Après avoir effectué ce travail de recherche et
pris du recul sur la façon dont j'ai pu observer et mener mon
enquête observationnelle, je me suis rendu compte qu'il n'était
pas si simple de pouvoir « compter » la survenue des interruptions de
tâche. Se manifestant de manière totalement spontanée, il
m'a fallu, pendant ces 3 semaines, retravailler mon outil pour qu'il se
rapproche le plus possible de la réalité du terrain. Parfaitement
adapté à l'étude que j'ai choisie, il m'a
été d'une grande aide de pouvoir ainsi m'appuyer sur le
modèle de l'HAS qui existait déjà et qui avait fait ses
preuves dans le domaine.
Si je devais revenir sur les points faibles de cette
recherche, ça serait davantage sur l'aspect d'aborder les IADEs sur le
sujet. En effet, j'ai divulgué pour certains le thème de mon
enquête. Cependant, il ne m'a pas empêché de récolter
quelques résultats significatifs. Les axes d'amélioration
pourraient se porter sur le caractère trop
118
quantitatif de mes observations.

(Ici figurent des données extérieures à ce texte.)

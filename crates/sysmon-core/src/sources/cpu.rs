//! CPU utilization, frequency and package temperature.
//!
//! Temperature sensors are read as named groups (one group per hwmon chip or
//! thermal zone). Which group wins is decided by [`select_cpu_temperature`].

use std::collections::BTreeMap;
#[cfg(target_os = "linux")]
use std::path::Path;
use std::time::Instant;

use sysinfo::{MINIMUM_CPU_UPDATE_INTERVAL, System};

use super::MetricSource;
#[cfg(target_os = "linux")]
use super::helpers::{read_first_f64, read_trimmed};
use crate::error::SourceError;
use crate::snapshot::{CpuRecord, ResourceKind};

/// Preferred sensor group names, highest priority first.
const PREFERRED_SENSORS: [&str; 2] = ["coretemp", "cpu_thermal"];

/// Temperature readings in °C keyed by sensor group name.
pub type SensorGroups = BTreeMap<String, Vec<f64>>;

/// Pick the CPU temperature out of all available sensor groups.
///
/// `coretemp` first, then `cpu_thermal`, then the first reading of the
/// alphabetically first group that has one. Groups with no readings are
/// skipped.
pub fn select_cpu_temperature(groups: &SensorGroups) -> Option<f64> {
    for name in PREFERRED_SENSORS {
        if let Some(first) = groups.get(name).and_then(|readings| readings.first()) {
            return Some(*first);
        }
    }
    groups.values().find_map(|readings| readings.first().copied())
}

pub struct CpuSource {
    sys: System,
    last_refresh: Instant,
}

impl CpuSource {
    pub fn new() -> Self {
        let mut sys = System::new();
        sys.refresh_cpu_usage();
        sys.refresh_cpu_frequency();
        Self {
            sys,
            last_refresh: Instant::now(),
        }
    }

    fn refresh(&mut self) {
        // Usage is computed between two refreshes; too short a gap reads as 0.
        let since = self.last_refresh.elapsed();
        if since < MINIMUM_CPU_UPDATE_INTERVAL {
            std::thread::sleep(MINIMUM_CPU_UPDATE_INTERVAL - since);
        }
        self.sys.refresh_cpu_usage();
        self.sys.refresh_cpu_frequency();
        self.last_refresh = Instant::now();
    }
}

impl Default for CpuSource {
    fn default() -> Self {
        Self::new()
    }
}

impl MetricSource for CpuSource {
    type Record = CpuRecord;

    fn kind(&self) -> ResourceKind {
        ResourceKind::Cpu
    }

    fn sample(&mut self) -> Result<CpuRecord, SourceError> {
        self.refresh();
        let cpus = self.sys.cpus();
        if cpus.is_empty() {
            return Err(SourceError::Unavailable("cpu statistics"));
        }

        let freq_current = cpus.first().map(|c| c.frequency()).unwrap_or(0);

        Ok(CpuRecord {
            percent: f64::from(self.sys.global_cpu_usage()),
            core_count: cpus.len(),
            freq_current_mhz: (freq_current > 0).then_some(freq_current as f64),
            freq_max_mhz: max_frequency_mhz(),
            temperature_c: select_cpu_temperature(&read_sensor_groups()),
        })
    }
}

#[cfg(target_os = "linux")]
fn max_frequency_mhz() -> Option<f64> {
    read_first_f64(Path::new("/sys/devices/system/cpu/cpu0/cpufreq/cpuinfo_max_freq"))
        .filter(|khz| *khz > 0.0)
        .map(|khz| khz / 1000.0)
}

#[cfg(not(target_os = "linux"))]
fn max_frequency_mhz() -> Option<f64> {
    None
}

/// All temperature sensors on this host, grouped by chip or zone name.
#[cfg(target_os = "linux")]
pub fn read_sensor_groups() -> SensorGroups {
    let mut groups = SensorGroups::new();
    read_hwmon_groups(Path::new("/sys/class/hwmon"), &mut groups);
    read_thermal_zone_groups(Path::new("/sys/class/thermal"), &mut groups);
    groups
}

#[cfg(not(target_os = "linux"))]
pub fn read_sensor_groups() -> SensorGroups {
    let mut groups = SensorGroups::new();
    let components = sysinfo::Components::new_with_refreshed_list();
    for component in components.list() {
        let Some(temp) = component.temperature() else {
            continue;
        };
        if !temp.is_finite() {
            continue;
        }
        let group = component
            .label()
            .split_whitespace()
            .next()
            .unwrap_or("unknown")
            .to_string();
        groups.entry(group).or_default().push(f64::from(temp));
    }
    groups
}

/// hwmon chips: `<root>/hwmonN/name` plus `tempK_input` files in millidegrees.
/// Chips sharing a name (one `coretemp` per package) share a group.
#[cfg(target_os = "linux")]
fn read_hwmon_groups(root: &Path, groups: &mut SensorGroups) {
    let Ok(entries) = std::fs::read_dir(root) else {
        return;
    };
    let mut dirs: Vec<_> = entries.flatten().map(|e| e.path()).collect();
    dirs.sort();

    for dir in dirs {
        let Some(chip) = read_trimmed(&dir.join("name")) else {
            continue;
        };
        let Ok(files) = std::fs::read_dir(&dir) else {
            continue;
        };
        let mut inputs: Vec<(u32, f64)> = files
            .flatten()
            .filter_map(|file| {
                let fname = file.file_name().to_string_lossy().into_owned();
                let index = fname
                    .strip_prefix("temp")?
                    .strip_suffix("_input")?
                    .parse::<u32>()
                    .ok()?;
                let millis = read_first_f64(&file.path())?;
                Some((index, millis / 1000.0))
            })
            .collect();
        if inputs.is_empty() {
            continue;
        }
        inputs.sort_by_key(|(index, _)| *index);
        groups
            .entry(chip)
            .or_default()
            .extend(inputs.into_iter().map(|(_, c)| c));
    }
}

/// Thermal zones: `<root>/thermal_zoneN/type` + `temp`. Only adds zones whose
/// name no hwmon chip already reported.
#[cfg(target_os = "linux")]
fn read_thermal_zone_groups(root: &Path, groups: &mut SensorGroups) {
    let Ok(entries) = std::fs::read_dir(root) else {
        return;
    };
    let mut dirs: Vec<_> = entries
        .flatten()
        .map(|e| e.path())
        .filter(|p| {
            p.file_name()
                .and_then(|n| n.to_str())
                .is_some_and(|n| n.starts_with("thermal_zone"))
        })
        .collect();
    dirs.sort();

    let mut zones = SensorGroups::new();
    for dir in dirs {
        let Some(zone) = read_trimmed(&dir.join("type")) else {
            continue;
        };
        if groups.contains_key(&zone) {
            continue;
        }
        if let Some(millis) = read_first_f64(&dir.join("temp")) {
            zones.entry(zone).or_default().push(millis / 1000.0);
        }
    }
    groups.extend(zones);
}

#[cfg(test)]
mod tests {
    use super::*;

    fn groups(entries: &[(&str, &[f64])]) -> SensorGroups {
        entries
            .iter()
            .map(|(name, readings)| (name.to_string(), readings.to_vec()))
            .collect()
    }

    #[test]
    fn coretemp_wins_over_other_groups() {
        let g = groups(&[("coretemp", &[71.0]), ("other", &[55.0])]);
        assert_eq!(select_cpu_temperature(&g), Some(71.0));
    }

    #[test]
    fn falls_back_to_first_available_group() {
        let g = groups(&[("other", &[55.0])]);
        assert_eq!(select_cpu_temperature(&g), Some(55.0));
    }

    #[test]
    fn no_groups_means_no_temperature() {
        assert_eq!(select_cpu_temperature(&SensorGroups::new()), None);
    }

    #[test]
    fn cpu_thermal_beats_alphabetical_fallback() {
        let g = groups(&[("acpitz", &[40.0]), ("cpu_thermal", &[48.5])]);
        assert_eq!(select_cpu_temperature(&g), Some(48.5));
    }

    #[test]
    fn coretemp_beats_cpu_thermal() {
        let g = groups(&[("cpu_thermal", &[48.5]), ("coretemp", &[66.0, 64.0])]);
        assert_eq!(select_cpu_temperature(&g), Some(66.0));
    }

    #[test]
    fn fallback_is_alphabetical_and_skips_empty_groups() {
        let g = groups(&[("zeta", &[30.0]), ("beta", &[]), ("gamma", &[35.0])]);
        assert_eq!(select_cpu_temperature(&g), Some(35.0));
    }

    #[test]
    fn empty_preferred_group_falls_through() {
        let g = groups(&[("coretemp", &[]), ("nvme", &[41.0])]);
        assert_eq!(select_cpu_temperature(&g), Some(41.0));
    }

    #[cfg(target_os = "linux")]
    #[test]
    fn hwmon_groups_from_sysfs_layout() {
        let tmp = tempfile::tempdir().unwrap();
        let hw0 = tmp.path().join("hwmon0");
        let hw1 = tmp.path().join("hwmon1");
        std::fs::create_dir_all(&hw0).unwrap();
        std::fs::create_dir_all(&hw1).unwrap();
        std::fs::write(hw0.join("name"), "coretemp\n").unwrap();
        std::fs::write(hw0.join("temp10_input"), "50000\n").unwrap();
        std::fs::write(hw0.join("temp2_input"), "61000\n").unwrap();
        std::fs::write(hw0.join("temp2_label"), "Core 0\n").unwrap();
        std::fs::write(hw1.join("name"), "nvme\n").unwrap();
        std::fs::write(hw1.join("temp1_input"), "38850\n").unwrap();

        let mut g = SensorGroups::new();
        read_hwmon_groups(tmp.path(), &mut g);
        assert_eq!(g.get("coretemp"), Some(&vec![61.0, 50.0]));
        assert_eq!(g.get("nvme"), Some(&vec![38.85]));
        assert_eq!(select_cpu_temperature(&g), Some(61.0));
    }

    #[cfg(target_os = "linux")]
    #[test]
    fn thermal_zones_do_not_shadow_hwmon() {
        let tmp = tempfile::tempdir().unwrap();
        let z0 = tmp.path().join("thermal_zone0");
        let z1 = tmp.path().join("thermal_zone1");
        std::fs::create_dir_all(&z0).unwrap();
        std::fs::create_dir_all(&z1).unwrap();
        std::fs::write(z0.join("type"), "cpu_thermal\n").unwrap();
        std::fs::write(z0.join("temp"), "47000\n").unwrap();
        std::fs::write(z1.join("type"), "x86_pkg_temp\n").unwrap();
        std::fs::write(z1.join("temp"), "52000\n").unwrap();

        let mut g = groups(&[("x86_pkg_temp", &[70.0])]);
        read_thermal_zone_groups(tmp.path(), &mut g);
        assert_eq!(g.get("cpu_thermal"), Some(&vec![47.0]));
        assert_eq!(g.get("x86_pkg_temp"), Some(&vec![70.0]));
    }

    #[test]
    fn live_sample_is_sane() {
        let mut source = CpuSource::new();
        let record = source.sample().unwrap();
        assert!(record.core_count >= 1);
        assert!((0.0..=100.0).contains(&record.percent));
    }
}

En effet, je remarque que ma
grille d'observation ne relève que des données chiffrées
et que certains aspects de mon enquête auraient pu
bénéficier d'une réelle expertise plus qualitative
portant, par exemple, sur l'expérience et le vécu des
interruptions de tâche par le soignant IADE. Il m'aurait permis de
vérifier et de confirmer les hypothèses auxquelles je me
confronte. Par exemple, l'effectif soignant présent au BO serait-il ou
non plus dommageable en termes d'IT que la durée des tâches
accomplies ? C'est peut-être là, l'ouverture possible vers
d'autres enquêtes qui serviraient à compléter mon travail
de recherche. L'apport de variables non quantitatives auraient certainement
soulevé différents points de vue et dégager des
données significatives.
Ma question de départ cherchait à comprendre la
récurrence des IT, leurs origines et leurs motivations dans la pratique
de l'IADE (motifs, origines, localisation) de l'ouverture de salle
jusqu'à l'incision.
Je pense qu'à travers mon enquête, j'ai pu
répondre en partie à ce questionnement. Il reste cependant
beaucoup d'interrogations mais comme énoncé
précédemment, il ne s'agit que d'un état des lieux de
l'impact de ces IT sur la pratique des IADEs réunionnais. Cette
recherche mérite donc d'être approfondie pour apprécier
davantage notre vécu des interruptions.